One theory claims that crime is not actually disappearing, it is just changing its forms. The supporters of this theory argue that traditional crime surveys do not ask the right questions and hence fail to ignore the most modern-day, often Internet based, forms of crime. Another explanation could be found in the fall in drug use. According to this theory the crimes committed by heroin and crack cocaine users accounted for a fair share of the total crime rate from the 80s until mid-2000s. The main reason for the current trend of lowering crime is in fact that by 2014 these drug users have either quit or died. A more optimistic theory, however, states that the explanation can be found in a general cultural shift towards greater civility and caring.

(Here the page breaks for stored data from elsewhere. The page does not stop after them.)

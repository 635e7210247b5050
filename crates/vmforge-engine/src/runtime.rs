// Copyright (C) 2025 SyncMyOrders Sp. z o.o.
// SPDX-License-Identifier: AGPL-3.0-or-later
//! Embeddable runtime for vmforge-engine.
//!
//! This module provides [`EngineRuntime`] which allows embedding the engine
//! into an existing tokio application instead of running it as a standalone
//! binary.
//!
//! # Example
//!
//! ```rust,ignore
//! use std::sync::Arc;
//! use vmforge_core::persistence::PostgresPersistence;
//! use vmforge_engine::control::proxmox::{ProxmoxClient, ProxmoxClientConfig};
//! use vmforge_engine::runtime::EngineRuntime;
//!
//! #[tokio::main]
//! async fn main() -> anyhow::Result<()> {
//!     let pool = sqlx::PgPool::connect("postgres://...").await?;
//!     let persistence = Arc::new(PostgresPersistence::new(pool));
//!     let control = Arc::new(ProxmoxClient::new(ProxmoxClientConfig::new(
//!         "pve.example.com",
//!         "panel@pve!engine",
//!         "secret",
//!     ))?);
//!
//!     let runtime = EngineRuntime::builder()
//!         .persistence(persistence)
//!         .control(control)
//!         .build()?
//!         .start()
//!         .await;
//!
//!     // ... drive workflows through runtime.context() ...
//!
//!     runtime.shutdown().await?;
//!     Ok(())
//! }
//! ```

use std::sync::Arc;

use anyhow::Result;
use tokio::sync::Notify;
use tokio::task::JoinHandle;
use tracing::{error, info};

use vmforge_core::Persistence;

use crate::backup_worker::{BackupWorker, BackupWorkerConfig};
use crate::bandwidth_worker::{BandwidthWorker, BandwidthWorkerConfig};
use crate::control::ControlPlane;
use crate::progress::ProgressChannel;
use crate::workflows::WorkflowContext;

/// Builder for creating an [`EngineRuntime`].
pub struct EngineRuntimeBuilder {
    persistence: Option<Arc<dyn Persistence>>,
    control: Option<Arc<dyn ControlPlane>>,
    progress_capacity: usize,
    bandwidth_config: BandwidthWorkerConfig,
    backup_config: BackupWorkerConfig,
}

impl Default for EngineRuntimeBuilder {
    fn default() -> Self {
        Self {
            persistence: None,
            control: None,
            progress_capacity: 64,
            bandwidth_config: BandwidthWorkerConfig::default(),
            backup_config: BackupWorkerConfig::default(),
        }
    }
}

impl EngineRuntimeBuilder {
    /// Create a new builder with default settings.
    pub fn new() -> Self {
        Self::default()
    }

    /// Set the persistence layer (required).
    pub fn persistence(mut self, persistence: Arc<dyn Persistence>) -> Self {
        self.persistence = Some(persistence);
        self
    }

    /// Set the cluster control plane (required).
    pub fn control(mut self, control: Arc<dyn ControlPlane>) -> Self {
        self.control = Some(control);
        self
    }

    /// Set the progress channel capacity.
    ///
    /// Default: 64
    pub fn progress_capacity(mut self, capacity: usize) -> Self {
        self.progress_capacity = capacity;
        self
    }

    /// Set the bandwidth worker configuration.
    ///
    /// Default: [`BandwidthWorkerConfig::default()`]
    pub fn bandwidth_config(mut self, config: BandwidthWorkerConfig) -> Self {
        self.bandwidth_config = config;
        self
    }

    /// Set the backup worker configuration.
    ///
    /// Default: [`BackupWorkerConfig::default()`]
    pub fn backup_config(mut self, config: BackupWorkerConfig) -> Self {
        self.backup_config = config;
        self
    }

    /// Build the runtime configuration.
    ///
    /// Returns an error if required fields are missing.
    pub fn build(self) -> Result<EngineRuntimeConfig> {
        let persistence = self
            .persistence
            .ok_or_else(|| anyhow::anyhow!("persistence is required"))?;
        let control = self
            .control
            .ok_or_else(|| anyhow::anyhow!("control is required"))?;

        Ok(EngineRuntimeConfig {
            persistence,
            control,
            progress_capacity: self.progress_capacity,
            bandwidth_config: self.bandwidth_config,
            backup_config: self.backup_config,
        })
    }
}

/// Configuration for an [`EngineRuntime`].
pub struct EngineRuntimeConfig {
    persistence: Arc<dyn Persistence>,
    control: Arc<dyn ControlPlane>,
    progress_capacity: usize,
    bandwidth_config: BandwidthWorkerConfig,
    backup_config: BackupWorkerConfig,
}

impl EngineRuntimeConfig {
    /// Start the runtime, spawning the bandwidth and backup worker tasks.
    pub async fn start(self) -> EngineRuntime {
        let progress = ProgressChannel::new(self.progress_capacity);
        let context = WorkflowContext::new(
            self.persistence.clone(),
            self.control.clone(),
            progress.clone(),
        );

        let bandwidth_worker = BandwidthWorker::new(
            self.bandwidth_config,
            self.persistence.clone(),
            self.control.clone(),
        );
        let bandwidth_shutdown = bandwidth_worker.shutdown_handle();

        let bandwidth_handle = tokio::spawn(async move {
            bandwidth_worker.run().await;
        });

        let backup_worker = BackupWorker::new(
            self.backup_config,
            self.persistence.clone(),
            self.control.clone(),
        );
        let backup_shutdown = backup_worker.shutdown_handle();

        let backup_handle = tokio::spawn(async move {
            backup_worker.run().await;
        });

        info!("EngineRuntime started");

        EngineRuntime {
            bandwidth_handle,
            backup_handle,
            bandwidth_shutdown,
            backup_shutdown,
            context,
        }
    }
}

/// A running vmforge-engine instance that can be embedded in an application.
///
/// The runtime manages:
/// - Bandwidth worker for fleet traffic accounting
/// - Backup worker for scheduled backups and archive retention
/// - The [`WorkflowContext`] embedders drive lifecycle workflows through
///
/// Call [`shutdown`](Self::shutdown) for graceful termination.
pub struct EngineRuntime {
    bandwidth_handle: JoinHandle<()>,
    backup_handle: JoinHandle<()>,
    bandwidth_shutdown: Arc<Notify>,
    backup_shutdown: Arc<Notify>,
    context: WorkflowContext,
}

impl EngineRuntime {
    /// Create a new builder for configuring the runtime.
    pub fn builder() -> EngineRuntimeBuilder {
        EngineRuntimeBuilder::new()
    }

    /// Get the workflow context for driving lifecycle operations.
    pub fn context(&self) -> &WorkflowContext {
        &self.context
    }

    /// Get a handle on the progress fan-out channel.
    pub fn progress(&self) -> ProgressChannel {
        self.context.progress.clone()
    }

    /// Gracefully shut down the runtime.
    ///
    /// This signals the bandwidth and backup workers to stop, then waits
    /// for them to complete.
    pub async fn shutdown(self) -> Result<()> {
        info!("EngineRuntime shutting down...");

        // Signal bandwidth worker shutdown
        self.bandwidth_shutdown.notify_one();

        // Signal backup worker shutdown
        self.backup_shutdown.notify_one();

        // Wait for bandwidth worker
        if let Err(e) = self.bandwidth_handle.await {
            error!("Bandwidth worker task panicked: {}", e);
        }

        // Wait for backup worker
        if let Err(e) = self.backup_handle.await {
            error!("Backup worker task panicked: {}", e);
        }

        info!("EngineRuntime shutdown complete");
        Ok(())
    }

    /// Check if the runtime is still running.
    pub fn is_running(&self) -> bool {
        !self.bandwidth_handle.is_finished() && !self.backup_handle.is_finished()
    }
}

#[cfg(test)]
mod tests {
    use super::*;
    use crate::control::MockControlPlane;
    use std::time::Duration;
    use tempfile::TempDir;
    use vmforge_core::SqlitePersistence;

    async fn test_persistence(temp_dir: &TempDir) -> Arc<SqlitePersistence> {
        Arc::new(
            SqlitePersistence::from_path(temp_dir.path().join("test.db"))
                .await
                .expect("persistence"),
        )
    }

    #[test]
    fn test_builder_defaults() {
        let builder = EngineRuntimeBuilder::default();
        assert!(builder.persistence.is_none());
        assert!(builder.control.is_none());
        assert_eq!(builder.progress_capacity, 64);
        assert_eq!(
            builder.bandwidth_config.poll_interval,
            Duration::from_secs(86_400)
        );
        assert_eq!(
            builder.backup_config.poll_interval,
            Duration::from_secs(604_800)
        );
    }

    #[tokio::test]
    async fn test_builder_requires_persistence() {
        let builder = EngineRuntimeBuilder::new().control(Arc::new(MockControlPlane::new()));

        let err = builder.build().err().expect("build must fail");
        assert!(err.to_string().contains("persistence is required"));
    }

    #[tokio::test]
    async fn test_builder_requires_control() {
        let temp_dir = TempDir::new().expect("temp dir");
        let builder = EngineRuntimeBuilder::new().persistence(test_persistence(&temp_dir).await);

        let err = builder.build().err().expect("build must fail");
        assert!(err.to_string().contains("control is required"));
    }

    #[tokio::test]
    async fn test_builder_setters_chain() {
        let temp_dir = TempDir::new().expect("temp dir");
        let bandwidth_config = BandwidthWorkerConfig {
            poll_interval: Duration::from_secs(60),
            retention_months: 1,
        };
        let backup_config = BackupWorkerConfig {
            poll_interval: Duration::from_secs(120),
            storage: "tank".to_string(),
            retain: 3,
        };

        let builder = EngineRuntimeBuilder::new()
            .persistence(test_persistence(&temp_dir).await)
            .control(Arc::new(MockControlPlane::new()))
            .progress_capacity(16)
            .bandwidth_config(bandwidth_config)
            .backup_config(backup_config);

        assert_eq!(builder.progress_capacity, 16);
        assert_eq!(
            builder.bandwidth_config.poll_interval,
            Duration::from_secs(60)
        );
        assert_eq!(builder.backup_config.storage, "tank");
        assert_eq!(builder.backup_config.retain, 3);
        assert!(builder.build().is_ok());
    }

    #[tokio::test]
    async fn test_runtime_start_and_shutdown() {
        let temp_dir = TempDir::new().expect("temp dir");

        let runtime = EngineRuntime::builder()
            .persistence(test_persistence(&temp_dir).await)
            .control(Arc::new(MockControlPlane::new()))
            .build()
            .expect("build")
            .start()
            .await;

        assert!(runtime.is_running());
        runtime.shutdown().await.expect("shutdown");
    }
}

Combining reduced crime opportunities and better policing with taking good care of our fellows is the greatest explanatory factor to falling crime according to this viewpoint.
In any case, rather than wasting a lot of resources in trying to find out why crime is falling how about just enjoying the outcome? And even if crime is not falling, at least we have a pretty set of statistics for the government officials to frame and hang on their walls.
P.S. If you want to take a look at the exact amount of crimes taking place in different parts of the UK visit and look up the open data utilizing ‘crime map’
Saving tip of the week: ‘Ginger discount card’
A red-haired Scottish man realised you don’t need to be a pretty lady to get free drinks: ginger does the trick too! Well maybe not for free, but at a discounted price anyway. Richard Macrae was given a homemade ‘Ginger discount card’ for his 30th birthday by a friend as a joke. For everyone’s surprise it seemed to work too and Mr Macrae estimates he has saved about a couple of hundreds pounds over the last 4 years. “People have always given me stick for my hair colour but now I’m going out three nights a week and saving a fortune. The joke’s on them,” says Mr Macrae on The Scotsman’s interview. He says when presenting the card in bars, restaurants and shops surprisingly often retailers get the joke and agree to take some money off his purchases. He has even built up quite a reputation over the years and is now known as the ‘ginger discount guy’ in his hometown Aberdeen.
Well isn’t that just a great example of creativity and initiative! Ginger discount card might not get a lot of use in Finland, but how about a ‘Too-shy-to-ask-for-discount’ discount card?